Benchmark comparing serialization libraries on the JVM

http://groups.google.com/group/java-serialization-benchmarking

3.29k stars 561 forks source link

Consider formats which support random value access #76

Open mzaks opened 7 years ago

mzaks commented 7 years ago

Hi there, first of all thank you for the great benchmark. It is a very nice resource. I wanted to point out that format which support random value access like Cap'nProto and FlatBuffers are measured a bit unfair. The deserialise methods of the test make a copy of every value encoded in the buffer even though it is not necessary. The buffers are serialised in a way that make them accessible on demand, without the need of actual unmarshaling. In this gist you can find a rewritten test for FlatBuffers: https://gist.github.com/mzaks/a0dd3d68f8958da72068022749469531 Which passes and returns following result for decoding: average:5.92301542549922ms deviation:0.6135154254992203ms Formats which invest in supporting random value access do it at cost of size and encoding speed. This is why I find it unfair to show the shortcomings of encoding and go around the benefits of the decoding.

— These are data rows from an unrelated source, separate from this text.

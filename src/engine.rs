//! Participation engine: bucket decisions, sticky caching, conversions.
//!
//! ## Decision order
//!
//! 1. A valid `force` always wins, even over a successful remote answer.
//! 2. Otherwise the remote service decides. If it is unreachable the
//!    engine falls back to the control alternative; if it is simply not
//!    configured, a valid suggested bucket is used before the control.
//! 3. With local caching, the first-created record for the subject is
//!    authoritative and every call trims later duplicates.
//!
//! Remote failures never reach the caller: `participate` always yields an
//! alternative and `convert` yields `false`.

use crate::config::{EngineConfig, ResolvedMode};
use crate::error::{RemoteError, RemoteErrorKind};
use crate::experiment::{
    ExperimentDefinition, NewParticipation, ParticipantKey, ParticipationRecord,
};
use crate::remote::{
    AssignmentService, ConvertRequest, HttpAssignmentService, ParticipateRequest, Session,
};
use crate::store::ParticipationStore;
use crate::{Error, Result};

/// Per-call participation options.
///
/// ```rust
/// use sixpack_participation::ParticipateOptions;
///
/// let options = ParticipateOptions::new()
///     .force("SECOND")
///     .user_agent("Mozilla/5.0")
///     .ip_address("203.0.113.7");
/// assert_eq!(options.force.as_deref(), Some("SECOND"));
/// ```
#[derive(Debug, Clone, Default, PartialEq, Eq)]
pub struct ParticipateOptions {
    /// Override naming the alternative to return; ignored if undeclared
    pub force: Option<String>,
    /// Bucket suggested by the caller
    pub bucket: Option<String>,
    /// Subject user agent, forwarded to the remote service
    pub user_agent: Option<String>,
    /// Subject IP address, forwarded to the remote service
    pub ip_address: Option<String>,
}

impl ParticipateOptions {
    /// No force, no suggestion, no request metadata.
    #[must_use]
    pub fn new() -> Self {
        Self::default()
    }

    /// Force an alternative.
    #[must_use]
    pub fn force(mut self, force: impl Into<String>) -> Self {
        self.force = Some(force.into());
        self
    }

    /// Suggest a bucket.
    #[must_use]
    pub fn bucket(mut self, bucket: impl Into<String>) -> Self {
        self.bucket = Some(bucket.into());
        self
    }

    /// Set the user agent.
    #[must_use]
    pub fn user_agent(mut self, user_agent: impl Into<String>) -> Self {
        self.user_agent = Some(user_agent.into());
        self
    }

    /// Set the IP address.
    #[must_use]
    pub fn ip_address(mut self, ip_address: impl Into<String>) -> Self {
        self.ip_address = Some(ip_address.into());
        self
    }
}

/// Decides, caches, and converts experiment participations.
///
/// Generic over the local store and the remote service so either can be
/// swapped (database-backed store, test doubles).
#[derive(Debug)]
pub struct ParticipationEngine<St, R> {
    config: EngineConfig,
    store: St,
    remote: R,
}

impl<St: ParticipationStore> ParticipationEngine<St, HttpAssignmentService> {
    /// Engine talking HTTP to a Sixpack-compatible service.
    ///
    /// # Errors
    ///
    /// Returns `Error::Configuration` if the config is invalid or the HTTP
    /// client cannot be built.
    pub fn http(config: EngineConfig, store: St) -> Result<Self> {
        Self::new(config, store, HttpAssignmentService::new()?)
    }
}

impl<St: ParticipationStore, R: AssignmentService> ParticipationEngine<St, R> {
    /// Create an engine.
    ///
    /// # Errors
    ///
    /// Returns `Error::Configuration` if `config` fails validation.
    pub fn new(config: EngineConfig, store: St, remote: R) -> Result<Self> {
        config.validate()?;
        Ok(Self {
            config,
            store,
            remote,
        })
    }

    /// Get the engine configuration.
    #[must_use]
    pub const fn config(&self) -> &EngineConfig {
        &self.config
    }

    /// Get the local participation store.
    #[must_use]
    pub const fn store(&self) -> &St {
        &self.store
    }

    /// Get the remote assignment service.
    #[must_use]
    pub const fn remote(&self) -> &R {
        &self.remote
    }

    /// Choose an alternative for `subject`.
    ///
    /// # Errors
    ///
    /// - `Error::Configuration` if the experiment declares no alternatives
    ///   or has no identity attribute
    /// - `Error::Identity` if the subject has no usable identifier
    /// - `Error::Storage` if the local store fails
    ///
    /// Remote failures are not errors; they select the fallback.
    pub async fn participate<S>(
        &self,
        definition: &ExperimentDefinition<S>,
        subject: &S,
        options: &ParticipateOptions,
    ) -> Result<String> {
        let control = definition.control().ok_or_else(|| {
            Error::Configuration(format!(
                "experiment {:?} has no alternatives defined",
                definition.name()
            ))
        })?;
        let forced = options
            .force
            .as_deref()
            .and_then(|force| definition.alternative(force));
        let mode = self.config.resolve(definition);

        if !mode.remote_enabled() && !mode.local_caching {
            return Ok(forced.unwrap_or(control).to_string());
        }

        let client_id = definition.client_id(subject)?;
        let decided = match self
            .remote_participate(definition, &mode, &client_id, options)
            .await
        {
            Ok(name) => name,
            Err(err) => {
                let fallback = if err.kind() == RemoteErrorKind::NotConfigured {
                    tracing::debug!(
                        experiment = definition.name(),
                        client_id = %client_id,
                        "No remote host; deciding locally"
                    );
                    options
                        .bucket
                        .as_deref()
                        .and_then(|bucket| definition.alternative(bucket))
                        .unwrap_or(control)
                } else {
                    tracing::warn!(
                        experiment = definition.name(),
                        client_id = %client_id,
                        kind = %err.kind(),
                        error = %err,
                        "Error while trying to participate; falling back"
                    );
                    control
                };
                fallback.to_string()
            }
        };
        let candidate = forced.map_or(decided, str::to_string);

        if !mode.local_caching || options.force.is_some() {
            return Ok(candidate);
        }

        let key = ParticipantKey::new(definition.name(), client_id);
        self.reconcile(definition, &key, candidate).await
    }

    /// Look up the cached bucket for `subject` without contacting the
    /// remote service. Trims duplicate records as a side effect.
    ///
    /// # Errors
    ///
    /// - `Error::Configuration` / `Error::Identity` as for [`Self::participate`]
    /// - `Error::Storage` if the local store fails
    pub async fn participant_bucket<S>(
        &self,
        definition: &ExperimentDefinition<S>,
        subject: &S,
    ) -> Result<Option<String>> {
        let client_id = definition.client_id(subject)?;
        let key = ParticipantKey::new(definition.name(), client_id);
        let record = self.trim_duplicates(&key).await?;
        Ok(record.map(|r| r.bucket().to_string()))
    }

    /// Record a conversion for `subject`.
    ///
    /// Returns `true` when the remote service acknowledged the conversion
    /// with status `"ok"`, or when remote is disabled. Remote failures
    /// return `false`. The cached record, if any, is marked converted
    /// whenever local caching is enabled.
    ///
    /// # Errors
    ///
    /// - `Error::Configuration` / `Error::Identity` as for [`Self::participate`];
    ///   with remote disabled a subject without an identifier is not an error
    /// - `Error::Storage` if the local store fails
    pub async fn convert<S>(
        &self,
        definition: &ExperimentDefinition<S>,
        subject: &S,
        kpi: Option<&str>,
    ) -> Result<bool> {
        let mode = self.config.resolve(definition);
        if !mode.remote_enabled() {
            if mode.local_caching {
                self.convert_locally(definition, subject).await?;
            }
            return Ok(true);
        }

        let client_id = definition.client_id(subject)?;

        if mode.local_caching {
            let key = ParticipantKey::new(definition.name(), client_id.clone());
            self.mark_converted(&key).await?;
        }

        let Ok(session) = self.session(&mode, &client_id, None, None) else {
            return Ok(true);
        };
        let request = ConvertRequest {
            experiment: definition.name().to_string(),
            kpi: kpi.map(str::to_string),
        };

        match self.remote.convert(&session, &request).await {
            Ok(response) if response.is_ok() => Ok(true),
            Ok(response) => {
                tracing::warn!(
                    experiment = definition.name(),
                    client_id = %client_id,
                    status = %response.status,
                    "Conversion not acknowledged"
                );
                Ok(false)
            }
            Err(err) => {
                tracing::warn!(
                    experiment = definition.name(),
                    client_id = %client_id,
                    kind = %err.kind(),
                    error = %err,
                    "Error while trying to convert"
                );
                Ok(false)
            }
        }
    }

    fn session(
        &self,
        mode: &ResolvedMode,
        client_id: &str,
        user_agent: Option<String>,
        ip_address: Option<String>,
    ) -> std::result::Result<Session, RemoteError> {
        let host = mode.host.as_deref().ok_or_else(RemoteError::not_configured)?;
        Ok(Session::new(host, mode.timeout, client_id)
            .with_user_agent(user_agent)
            .with_ip_address(ip_address))
    }

    async fn remote_participate<S>(
        &self,
        definition: &ExperimentDefinition<S>,
        mode: &ResolvedMode,
        client_id: &str,
        options: &ParticipateOptions,
    ) -> std::result::Result<String, RemoteError> {
        let session = self.session(
            mode,
            client_id,
            options.user_agent.clone(),
            options.ip_address.clone(),
        )?;
        let request = ParticipateRequest {
            experiment: definition.name().to_string(),
            alternatives: definition.alternatives().as_slice().to_vec(),
            force: options.force.clone(),
            prefetch: mode.prefetch(),
            bucket: options.bucket.clone(),
        };

        let response = self.remote.participate(&session, &request).await?;
        let name = response.alternative_name();
        definition
            .alternative(name)
            .map(str::to_string)
            .ok_or_else(|| {
                RemoteError::protocol(format!("service chose undeclared alternative {name:?}"))
            })
    }

    /// Create-if-missing, trim, and return the authoritative bucket.
    async fn reconcile<S>(
        &self,
        definition: &ExperimentDefinition<S>,
        key: &ParticipantKey,
        candidate: String,
    ) -> Result<String> {
        if self.store.find_one(key).await?.is_none() {
            self.store
                .create(NewParticipation::new(key.clone(), candidate.clone()))
                .await?;
        }

        let Some(record) = self.trim_duplicates(key).await? else {
            // Another writer trimmed and deleted between our create and scan.
            return Ok(candidate);
        };

        if definition.alternative(record.bucket()).is_none() {
            tracing::warn!(
                participant = %key,
                bucket = record.bucket(),
                candidate = %candidate,
                "Cached bucket is no longer a declared alternative; replacing it"
            );
            self.store.delete(record.id()).await?;
            self.store
                .create(NewParticipation::new(key.clone(), candidate.clone()))
                .await?;
            let replaced = self.trim_duplicates(key).await?;
            return Ok(replaced
                .map(|r| r.bucket().to_string())
                .filter(|bucket| definition.alternative(bucket).is_some())
                .unwrap_or(candidate));
        }

        if record.bucket() != candidate {
            tracing::debug!(
                participant = %key,
                cached = record.bucket(),
                candidate = %candidate,
                "Using cached bucket"
            );
        }
        Ok(record.bucket().to_string())
    }

    /// Delete every record for `key` after the first-created one.
    async fn trim_duplicates(&self, key: &ParticipantKey) -> Result<Option<ParticipationRecord>> {
        let mut records = self.store.find_all(key).await?.into_iter();
        let Some(first) = records.next() else {
            return Ok(None);
        };

        let mut removed = 0usize;
        for duplicate in records {
            self.store.delete(duplicate.id()).await?;
            removed += 1;
        }
        if removed > 0 {
            tracing::info!(
                participant = %key,
                removed,
                kept = %first.id(),
                "Removed duplicate participation records"
            );
        }
        Ok(Some(first))
    }

    /// Mark the cached record when no remote is configured.
    ///
    /// A subject without a usable identifier cannot have a cached record,
    /// so the conversion is a no-op for it.
    async fn convert_locally<S>(
        &self,
        definition: &ExperimentDefinition<S>,
        subject: &S,
    ) -> Result<()> {
        match definition.client_id(subject) {
            Ok(client_id) => {
                let key = ParticipantKey::new(definition.name(), client_id);
                self.mark_converted(&key).await
            }
            Err(Error::Identity(reason)) => {
                tracing::debug!(
                    experiment = definition.name(),
                    reason = %reason,
                    "Local conversion skipped; subject has no identifier"
                );
                Ok(())
            }
            Err(err) => Err(err),
        }
    }

    async fn mark_converted(&self, key: &ParticipantKey) -> Result<()> {
        let Some(mut record) = self.trim_duplicates(key).await? else {
            tracing::debug!(
                participant = %key,
                "Conversion before participation; nothing cached"
            );
            return Ok(());
        };
        if !record.converted() {
            record.mark_converted();
            self.store.update(&record).await?;
        }
        Ok(())
    }
}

cakoose commented 7 years ago

Here are two use cases people might have:

Read all the data in a serialized value.
Read only some of the data in a serialized value.

I think #1 is the more common use case and that's what this benchmark attempts to measure.

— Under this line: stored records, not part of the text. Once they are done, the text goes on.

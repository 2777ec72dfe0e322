//! In-memory participation store using `DashMap`.
//!
//! Data is lost on process restart. Useful for tests, single-process
//! deployments, and as the reference backend for the store contract.

use std::sync::atomic::{AtomicU64, Ordering};

use dashmap::DashMap;

use super::ParticipationStore;
use crate::experiment::{NewParticipation, ParticipantKey, ParticipationRecord, RecordId};
use crate::{Error, Result};

/// In-memory participation store using a lock-free concurrent hashmap.
///
/// Like a plain relational table without a unique index, it happily
/// stores several records for the same key. IDs come from a monotonic
/// counter, which gives `find_all` its creation order.
#[derive(Debug)]
pub struct MemoryParticipationStore {
    records: DashMap<RecordId, ParticipationRecord>,
    next_id: AtomicU64,
}

impl MemoryParticipationStore {
    /// Create a new in-memory store.
    #[must_use]
    pub fn new() -> Self {
        Self {
            records: DashMap::new(),
            next_id: AtomicU64::new(1),
        }
    }

    /// Get the number of records in the store.
    #[must_use]
    pub fn len(&self) -> usize {
        self.records.len()
    }

    /// Check if the store is empty.
    #[must_use]
    pub fn is_empty(&self) -> bool {
        self.records.is_empty()
    }
}

impl Default for MemoryParticipationStore {
    fn default() -> Self {
        Self::new()
    }
}

impl ParticipationStore for MemoryParticipationStore {
    async fn find_all(&self, key: &ParticipantKey) -> Result<Vec<ParticipationRecord>> {
        let mut matching: Vec<ParticipationRecord> = self
            .records
            .iter()
            .filter(|entry| entry.value().key() == key)
            .map(|entry| entry.value().clone())
            .collect();
        matching.sort_by_key(ParticipationRecord::id);
        Ok(matching)
    }

    async fn create(&self, participation: NewParticipation) -> Result<ParticipationRecord> {
        let id = RecordId(self.next_id.fetch_add(1, Ordering::SeqCst));
        let record = ParticipationRecord::new(id, participation.key, participation.bucket);
        self.records.insert(id, record.clone());
        Ok(record)
    }

    async fn update(&self, record: &ParticipationRecord) -> Result<()> {
        match self.records.get_mut(&record.id()) {
            Some(mut existing) => {
                *existing = record.clone();
                Ok(())
            }
            None => Err(Error::Storage(format!(
                "participation record {} no longer exists",
                record.id()
            ))),
        }
    }

    async fn delete(&self, id: RecordId) -> Result<()> {
        self.records.remove(&id);
        Ok(())
    }
}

A long time ago, the benchmark also tried to measure #2. The timeline, as I remember it:

There's a library that supports the Protobuf wire format and only lazily parses the message as fields are accessed.
This library was added to the benchmark and had a hilariously low "deserialization time" measurement.
To improve the situation, we started keeping track of two measurements:
- "full deserialization time" -- read every value (which forces the lazy deserializer to do all the work)
- "partial deserialization time" -- only read a few fields

This was around for a while (maybe a year?) but there was some discussion on the mailing list and we decided to drop the "partial" measurement. The thinking that the benefits weren't worth the extra maintenance burden and extra real estate on the results page for a use case that was somewhat specialized.

On Wed, Jun 14, 2017 at 1:31 PM, Maxim Zaks notifications@github.com wrote:

Hi there, first of all thank you for the great benchmark. It is a very nice resource. I wanted to point out that format which support random value access like Cap'nProto and FlatBuffers are measured a bit unfair. The deserialise methods of the test make a copy of every value encoded in the buffer even though it is not necessary. The buffers are serialised in a way that make them accessible on demand, without the need of actual unmarshaling. In this gist you can find a rewritten test for FlatBuffers: https://gist.github.com/mzaks/a0dd3d68f8958da72068022749469531 Which passes and returns following result for decoding: average:5.92301542549922ms deviation:0.6135154254992203ms Formats which invest in supporting random value access do it at cost of size and encoding speed. This is why I find it unfair to show the shortcomings of encoding and go around the benefits of the decoding.

— You are receiving this because you are subscribed to this thread. Reply to this email directly, view it on GitHub https://github.com/eishay/jvm-serializers/issues/76, or mute the thread https://github.com/notifications/unsubscribe-auth/AAOpdfBWd1bpJa59dBFbmVI-QwDcwOfPks5sEBkBgaJpZM4N6NAf .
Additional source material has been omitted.